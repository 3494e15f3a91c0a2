// SPDX-FileCopyrightText: 2026 Tuma Contributors
// SPDX-License-Identifier: MIT OR Apache-2.0

//! Configuration system for the Tuma dispatch bot.
//!
//! Provides TOML configuration parsing with strict validation
//! (`deny_unknown_fields`), XDG file hierarchy lookup, environment variable
//! overrides, and diagnostic error rendering with typo suggestions.
//!
//! # Usage
//!
//! ```no_run
//! use tuma_config::load_and_validate;
//!
//! let config = load_and_validate().expect("config errors");
//! println!("bot name: {}", config.engine.name);
//! ```

pub mod diagnostic;
pub mod loader;
pub mod model;
pub mod validation;

pub use diagnostic::{render_errors, ConfigError};
pub use loader::{load_config, load_config_from_path, load_config_from_str};
pub use model::TumaConfig;

/// Load configuration from the XDG hierarchy and validate it.
///
/// This is the high-level entry point that:
/// 1. Loads config from TOML files + env vars via Figment
/// 2. On success: runs post-deserialization validation
/// 3. On Figment error: converts to miette diagnostics with typo suggestions
///
/// Returns either a valid `TumaConfig` or a list of diagnostic errors.
pub fn load_and_validate() -> Result<TumaConfig, Vec<ConfigError>> {
    match loader::load_config() {
        Ok(config) => {
            validation::validate_config(&config)?;
            Ok(config)
        }
        Err(err) => {
            // Read TOML source files for error source span information
            let toml_sources = collect_toml_sources();
            Err(diagnostic::figment_to_config_errors(err, &toml_sources))
        }
    }
}

/// Load configuration from a specific TOML string and validate it.
///
/// Useful for testing and explicit configuration.
pub fn load_and_validate_str(toml_content: &str) -> Result<TumaConfig, Vec<ConfigError>> {
    match loader::load_config_from_str(toml_content) {
        Ok(config) => {
            validation::validate_config(&config)?;
            Ok(config)
        }
        Err(err) => {
            let sources = vec![("<inline>".to_string(), toml_content.to_string())];
            Err(diagnostic::figment_to_config_errors(err, &sources))
        }
    }
}

/// Collect TOML source file contents for error span resolution.
fn collect_toml_sources() -> Vec<(String, String)> {
    let mut sources = Vec::new();

    // Local config
    if let Ok(content) = std::fs::read_to_string("tuma.toml") {
        let path = std::env::current_dir()
            .map(|d| d.join("tuma.toml").display().to_string())
            .unwrap_or_else(|_| "tuma.toml".to_string());
        sources.push((path, content));
    }

    // XDG user config
    if let Some(config_dir) = dirs::config_dir() {
        let path = config_dir.join("tuma/tuma.toml");
        if let Ok(content) = std::fs::read_to_string(&path) {
            sources.push((path.display().to_string(), content));
        }
    }

    // System config
    let system_path = std::path::Path::new("/etc/tuma/tuma.toml");
    if let Ok(content) = std::fs::read_to_string(system_path) {
        sources.push((system_path.display().to_string(), content));
    }

    sources
}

○ ○ ○

◆ **Required work**
Precisely the lines between those holding "Err(diagnostic::figment_to_config_errors(err, &sources))" and "if let Some(config_dir)", inclusive, are to be reproduced from the listing above, with nothing added.

◆ **Your response**
            Err(diagnostic::figment_to_config_errors(err, &sources))
        }
    }
}

/// Collect TOML source file contents for error span resolution.
fn collect_toml_sources() -> Vec<(String, String)> {
    let mut sources = Vec::new();

    // Local config
    if let Ok(content) = std::fs::read_to_string("tuma.toml") {
        let path = std::env::current_dir()
            .map(|d| d.join("tuma.toml").display().to_string())
            .unwrap_or_else(|_| "tuma.toml".to_string());
        sources.push((path, content));
    }

    // XDG user config
    if let Some(config_dir) = dirs::config_dir() {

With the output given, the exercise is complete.